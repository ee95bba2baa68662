//! Desktop platform implementations
//!
//! Provides platform-specific implementations for desktop using
//! the standard library, tokio and native crates.

use crate::ports::outbound::platform::{SleepProvider, StorageProvider};
use crate::state::Platform;
use directories::ProjectDirs;
use std::collections::BTreeMap;
use std::fs;
use std::path::{Path, PathBuf};
use std::sync::RwLock;
use std::{future::Future, pin::Pin, sync::Arc};

/// Desktop storage provider with file-based persistence
///
/// Stores key-value pairs in a JSON file at:
/// - Linux: ~/.config/gamevault-player/storage.json
/// - macOS: ~/Library/Application Support/io.gamevault.gamevault-player/storage.json
/// - Windows: C:\Users\<User>\AppData\Roaming\gamevault\gamevault-player\config\storage.json
#[derive(Clone)]
pub struct DesktopStorageProvider {
    /// Path to the storage file
    storage_path: PathBuf,
    /// In-memory cache of stored values
    cache: Arc<RwLock<BTreeMap<String, String>>>,
}

impl Default for DesktopStorageProvider {
    fn default() -> Self {
        Self::new()
    }
}

impl DesktopStorageProvider {
    /// Create a storage provider at the platform config location
    pub fn new() -> Self {
        let storage_path = match ProjectDirs::from("io", "gamevault", "gamevault-player") {
            Some(dirs) => dirs.config_dir().join("storage.json"),
            // Fallback to current directory if project dirs unavailable
            None => PathBuf::from("gamevault_storage.json"),
        };

        Self::at_path(storage_path)
    }

    /// Create a storage provider backed by the given file
    ///
    /// Loads existing data from the file if it exists. An unreadable or
    /// corrupt file is logged and treated as empty.
    pub fn at_path(storage_path: impl Into<PathBuf>) -> Self {
        let storage_path = storage_path.into();
        let cache = load_cache(&storage_path);

        tracing::debug!("Desktop storage initialized at: {:?}", storage_path);

        Self {
            storage_path,
            cache: Arc::new(RwLock::new(cache)),
        }
    }

    /// Write `cache` to a temporary file, then rename it over the storage
    /// file. Callers hold the write lock.
    fn persist(&self, cache: &BTreeMap<String, String>) {
        if let Some(parent) = self.storage_path.parent() {
            if let Err(e) = fs::create_dir_all(parent) {
                tracing::error!("Failed to create storage directory: {}", e);
                return;
            }
        }

        let data = match serde_json::to_string_pretty(cache) {
            Ok(data) => data,
            Err(e) => {
                tracing::error!("Failed to serialize storage data: {}", e);
                return;
            }
        };

        let staging = self.storage_path.with_extension("json.tmp");
        if let Err(e) =
            fs::write(&staging, data).and_then(|()| fs::rename(&staging, &self.storage_path))
        {
            tracing::error!("Failed to write storage file: {}", e);
        }
    }
}

fn load_cache(storage_path: &Path) -> BTreeMap<String, String> {
    if !storage_path.exists() {
        return BTreeMap::new();
    }

    match fs::read_to_string(storage_path) {
        Ok(data) => match serde_json::from_str::<BTreeMap<String, String>>(&data) {
            Ok(map) => map,
            Err(e) => {
                tracing::warn!("Failed to parse storage file: {}", e);
                BTreeMap::new()
            }
        },
        Err(e) => {
            tracing::warn!("Failed to read storage file: {}", e);
            BTreeMap::new()
        }
    }
}

impl StorageProvider for DesktopStorageProvider {
    fn save(&self, key: &str, value: &str) {
        match self.cache.write() {
            Ok(mut guard) => {
                guard.insert(key.to_string(), value.to_string());
                self.persist(&guard);
            }
            Err(e) => {
                tracing::error!("Failed to acquire write lock for storage: {}", e);
            }
        }
    }

    fn load(&self, key: &str) -> Option<String> {
        match self.cache.read() {
            Ok(guard) => guard.get(key).cloned(),
            Err(e) => {
                tracing::error!("Failed to acquire read lock for storage: {}", e);
                None
            }
        }
    }

    fn remove(&self, key: &str) {
        match self.cache.write() {
            Ok(mut guard) => {
                if guard.remove(key).is_some() {
                    self.persist(&guard);
                }
            }
            Err(e) => {
                tracing::error!("Failed to acquire write lock for storage: {}", e);
            }
        }
    }
}

/// Desktop sleep provider using tokio timer
#[derive(Clone, Default)]
pub struct DesktopSleepProvider;

impl SleepProvider for DesktopSleepProvider {
    fn sleep_ms(&self, ms: u64) -> Pin<Box<dyn Future<Output = ()> + Send + 'static>> {
        Box::pin(async move {
            tokio::time::sleep(std::time::Duration::from_millis(ms)).await;
        })
    }
}

/// Create platform services for desktop
///
/// `storage_path` overrides the platform config location.
pub fn create_platform(storage_path: Option<PathBuf>) -> Platform {
    let storage = match storage_path {
        Some(path) => DesktopStorageProvider::at_path(path),
        None => DesktopStorageProvider::new(),
    };

    Platform::new(DesktopSleepProvider, storage)
}

#[cfg(test)]
mod tests {
    use super::*;

    #[test]
    fn test_values_survive_reopen() {
        let dir = tempfile::tempdir().unwrap();
        let path = dir.path().join("nested").join("storage.json");

        let storage = DesktopStorageProvider::at_path(&path);
        storage.save("accessToken", "tok1");
        storage.save("autoRefresh", "true");

        let reopened = DesktopStorageProvider::at_path(&path);
        assert_eq!(reopened.load("accessToken").as_deref(), Some("tok1"));
        assert_eq!(reopened.load("autoRefresh").as_deref(), Some("true"));
    }

    #[test]
    fn test_remove_is_persisted() {
        let dir = tempfile::tempdir().unwrap();
        let path = dir.path().join("storage.json");

        let storage = DesktopStorageProvider::at_path(&path);
        storage.save("accessToken", "tok1");
        storage.save("apiUrl", "http://localhost:8080/api");
        storage.remove("accessToken");

        let reopened = DesktopStorageProvider::at_path(&path);
        assert_eq!(reopened.load("accessToken"), None);
        assert_eq!(
            reopened.load("apiUrl").as_deref(),
            Some("http://localhost:8080/api")
        );
    }

    #[test]
    fn test_corrupt_file_starts_empty() {
        let dir = tempfile::tempdir().unwrap();
        let path = dir.path().join("storage.json");
        fs::write(&path, "not json").unwrap();

        let storage = DesktopStorageProvider::at_path(&path);
        assert_eq!(storage.load("accessToken"), None);

        storage.save("accessToken", "tok2");
        let reopened = DesktopStorageProvider::at_path(&path);
        assert_eq!(reopened.load("accessToken").as_deref(), Some("tok2"));
    }

    #[test]
    fn test_concurrent_saves_leave_a_complete_file() {
        let dir = tempfile::tempdir().unwrap();
        let path = dir.path().join("storage.json");
        let storage = DesktopStorageProvider::at_path(&path);

        let writers: Vec<_> = (0..8)
            .map(|n| {
                let storage = storage.clone();
                std::thread::spawn(move || {
                    for round in 0..25 {
                        storage.save(&format!("key{}", n), &format!("value{}", round));
                    }
                })
            })
            .collect();
        for writer in writers {
            writer.join().unwrap();
        }

        let on_disk: BTreeMap<String, String> =
            serde_json::from_str(&fs::read_to_string(&path).unwrap()).unwrap();
        assert_eq!(on_disk.len(), 8);
        assert!(on_disk.values().all(|value| value == "value24"));
        assert!(!path.with_extension("json.tmp").exists());
    }

    #[tokio::test]
    async fn test_sleep_provider_completes() {
        DesktopSleepProvider.sleep_ms(1).await;
    }
}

---

Work instruction:
Determine how many lines in the listing include the string "await", and answer with that number alone.

Problem solution:
2